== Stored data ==
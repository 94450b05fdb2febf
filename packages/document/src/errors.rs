//! Error types for the document model

use crate::id::{BlockId, DocumentId};
use scriptory_templates::BlockKind;
use std::ops::Range;
use thiserror::Error;

/// Structural errors. A failed operation leaves the tree untouched.
#[derive(Error, Debug, Clone, PartialEq)]
pub enum TreeError {
    #[error("Block not found: {0}")]
    NotFound(BlockId),

    #[error("{parent_kind} cannot contain {child_kind} (parent {parent})")]
    InvalidParent {
        parent: BlockId,
        parent_kind: BlockKind,
        child_kind: BlockKind,
    },

    #[error("Moving {block} under {new_parent} would create a cycle")]
    CycleRejected { block: BlockId, new_parent: BlockId },

    #[error("Range {range:?} is outside the text of {block} ({len} chars)")]
    InvalidRange {
        block: BlockId,
        range: Range<usize>,
        len: usize,
    },

    #[error("The root block cannot be deleted, moved or retyped")]
    RootImmutable,

    #[error("Block {0} is not deleted")]
    NotDeleted(BlockId),

    #[error("Corrupt tree: {0}")]
    Corrupt(String),
}

#[derive(Error, Debug)]
pub enum StorageError {
    #[error("Document not found: {0}")]
    NotFound(DocumentId),

    #[error("IO error: {0}")]
    Io(#[from] std::io::Error),

    #[error("JSON error: {0}")]
    Json(#[from] serde_json::Error),

    #[error("Unsupported schema version {found} (newest supported is {supported})")]
    UnsupportedSchema { found: u32, supported: u32 },

    #[error("Malformed stored document: {0}")]
    Malformed(String),

    #[error("Tree error: {0}")]
    Tree(#[from] TreeError),
}
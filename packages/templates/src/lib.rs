//! # Scriptory Templates
//!
//! Named formatting templates for every document type: page geometry plus a
//! style per block kind. Templates are immutable values; the registry hands
//! out `Arc<Template>` and never mutates what it has loaded.
//!
//! ```rust,ignore
//! use scriptory_templates::{TemplateRegistry, TemplateId};
//!
//! let registry = TemplateRegistry::with_builtins();
//! let (template, warning) = registry.resolve_or_default(&TemplateId::new("screenplay"));
//! assert!(warning.is_none());
//! ```

pub mod builtin;
mod errors;
mod kind;
mod overrides;
mod registry;
mod template;

pub use errors::TemplateError;
pub use kind::{BlockKind, DocumentType, NumberingClass, UnknownBlockKind};
pub use overrides::{StyleOverride, TemplateOverrides};
pub use registry::{validate, TemplateRegistry, TemplateWarning};
pub use template::{
    BlockStyle, ContinuityRules, FontSpec, LineSpacing, LockedInsertion, Margins,
    NumberingPattern, PageGeometry, SplitPolicy, Template, TemplateId,
};
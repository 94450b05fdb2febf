//! Revision tracking (colored-page drafts).

use crate::block::RevisionId;
use crate::id::BlockId;
use chrono::{DateTime, Utc};
use serde::{Deserialize, Serialize};
use std::collections::BTreeSet;

#[derive(Debug, Clone, PartialEq, Eq, Serialize, Deserialize)]
pub struct Revision {
    pub id: RevisionId,
    pub label: String,
    pub opened_at: DateTime<Utc>,
    #[serde(default)]
    pub closed_at: Option<DateTime<Utc>>,
    /// Blocks touched while this revision was open
    #[serde(default)]
    pub blocks: BTreeSet<BlockId>,
}

#[derive(Debug, Clone, Default, PartialEq, Eq, Serialize, Deserialize)]
pub struct RevisionMarks {
    #[serde(default)]
    revisions: Vec<Revision>,
}

impl RevisionMarks {
    pub fn new() -> Self {
        Self::default()
    }

    /// Open a revision, closing any revision still open.
    pub fn open(&mut self, label: impl Into<String>) -> RevisionId {
        self.open_at(label, Utc::now())
    }

    pub fn open_at(&mut self, label: impl Into<String>, at: DateTime<Utc>) -> RevisionId {
        self.close_at(at);
        let id = RevisionId(self.revisions.len() as u32 + 1);
        self.revisions.push(Revision {
            id,
            label: label.into(),
            opened_at: at,
            closed_at: None,
            blocks: BTreeSet::new(),
        });
        id
    }

    /// Close the open revision, if any
    pub fn close(&mut self) -> Option<RevisionId> {
        self.close_at(Utc::now())
    }

    pub fn close_at(&mut self, at: DateTime<Utc>) -> Option<RevisionId> {
        let revision = self.revisions.last_mut().filter(|r| r.closed_at.is_none())?;
        revision.closed_at = Some(at);
        Some(revision.id)
    }

    pub fn current(&self) -> Option<RevisionId> {
        self.revisions
            .last()
            .filter(|r| r.closed_at.is_none())
            .map(|r| r.id)
    }

    /// Note that `block` changed under the open revision.
    pub fn record(&mut self, block: BlockId) {
        if let Some(revision) = self.revisions.last_mut().filter(|r| r.closed_at.is_none()) {
            revision.blocks.insert(block);
        }
    }

    pub fn get(&self, id: RevisionId) -> Option<&Revision> {
        self.revisions.iter().find(|r| r.id == id)
    }

    pub fn iter(&self) -> impl Iterator<Item = &Revision> {
        self.revisions.iter()
    }

    pub fn len(&self) -> usize {
        self.revisions.len()
    }

    pub fn is_empty(&self) -> bool {
        self.revisions.is_empty()
    }
}

#[cfg(test)]
mod tests {
    use super::*;
    use chrono::TimeZone;

    #[test]
    fn test_open_closes_previous() {
        let mut marks = RevisionMarks::new();
        let t0 = Utc.with_ymd_and_hms(2024, 3, 1, 9, 0, 0).unwrap();
        let t1 = Utc.with_ymd_and_hms(2024, 3, 8, 9, 0, 0).unwrap();

        let blue = marks.open_at("Blue", t0);
        marks.record(BlockId(4));
        let pink = marks.open_at("Pink", t1);

        assert_eq!(marks.current(), Some(pink));
        assert_eq!(marks.get(blue).unwrap().closed_at, Some(t1));
        assert!(marks.get(blue).unwrap().blocks.contains(&BlockId(4)));
    }

    #[test]
    fn test_record_without_open_revision_is_ignored() {
        let mut marks = RevisionMarks::new();
        marks.record(BlockId(1));
        assert!(marks.is_empty());

        marks.open("White");
        assert!(marks.close().is_some());
        marks.record(BlockId(1));
        assert!(marks.iter().all(|r| r.blocks.is_empty()));
        assert_eq!(marks.current(), None);
    }
}
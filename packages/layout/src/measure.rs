//! # Measurement
//!
//! Turns block text into wrapped lines. Line breaking is greedy word wrap:
//! whitespace hangs at the end of the line it follows, `\n` forces a break,
//! and a word wider than the line is broken between characters.
//!
//! Line ranges are `char` ranges into the block text and always cover it
//! contiguously, so fragments built from them never lose or duplicate text.

use scriptory_templates::FontSpec;
use std::ops::Range;

/// Slack for accumulated floating point error when summing advances
const WIDTH_EPSILON: f32 = 0.01;

/// Horizontal advance of glyphs in a font
pub trait TextMeasurer: Send + Sync {
    fn advance(&self, ch: char, font: &FontSpec) -> f32;

    fn width(&self, text: &str, font: &FontSpec) -> f32 {
        text.chars().map(|ch| self.advance(ch, font)).sum()
    }
}

/// Fixed-pitch measurer; every glyph advances `em_fraction` of the font size.
#[derive(Debug, Clone, Copy, PartialEq)]
pub struct MonospaceMeasurer {
    pub em_fraction: f32,
}

impl MonospaceMeasurer {
    /// Courier and its descendants: 10 characters per inch at 12pt
    pub fn courier() -> Self {
        Self { em_fraction: 0.6 }
    }
}

impl Default for MonospaceMeasurer {
    fn default() -> Self {
        Self::courier()
    }
}

impl TextMeasurer for MonospaceMeasurer {
    fn advance(&self, ch: char, font: &FontSpec) -> f32 {
        if ch == '\n' {
            0.0
        } else {
            font.size * self.em_fraction
        }
    }
}

/// Wrap `text` into lines no wider than `max_width`.
///
/// Empty text yields a single empty line.
pub fn wrap_lines(
    text: &str,
    max_width: f32,
    font: &FontSpec,
    measurer: &dyn TextMeasurer,
) -> Vec<Range<usize>> {
    let chars: Vec<char> = text.chars().collect();
    let n = chars.len();
    let mut lines = Vec::new();

    let mut start = 0;
    let mut width = 0.0f32;
    // Where the next line would start if we broke at the last space run
    let mut last_break: Option<usize> = None;
    let mut i = 0;

    while i < n {
        let ch = chars[i];
        if ch == '\n' {
            lines.push(start..i + 1);
            i += 1;
            start = i;
            width = 0.0;
            last_break = None;
            continue;
        }

        let advance = measurer.advance(ch, font);
        if ch.is_whitespace() {
            width += advance;
            i += 1;
            last_break = Some(i);
            continue;
        }

        if width + advance > max_width + WIDTH_EPSILON && i > start {
            let at = last_break.filter(|b| *b > start).unwrap_or(i);
            lines.push(start..at);
            start = at;
            width = chars[start..i].iter().map(|c| measurer.advance(*c, font)).sum();
            last_break = None;
            continue;
        }

        width += advance;
        i += 1;
    }

    if start < n || lines.is_empty() || chars[n - 1] == '\n' {
        lines.push(start..n);
    }
    lines
}

/// Indices of lines that begin a new sentence (the previous line ends one).
pub fn sentence_starts(text: &str, lines: &[Range<usize>]) -> Vec<usize> {
    let chars: Vec<char> = text.chars().collect();
    let mut starts = Vec::new();

    for (index, line) in lines.iter().enumerate().skip(1) {
        let previous = &lines[index - 1];
        let tail = chars[previous.start..line.start]
            .iter()
            .rev()
            .find(|c| !c.is_whitespace() && !matches!(c, '"' | '\'' | ')' | '\u{201d}'));
        if matches!(tail, Some('.') | Some('!') | Some('?') | Some('\u{2026}')) {
            starts.push(index);
        }
    }
    starts
}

== ASSIGNMENT ==
Respond with the number of lines in the entries that include the string "matches", and nothing besides.

== RESPONSE FOR THIS EXERCISE ==
2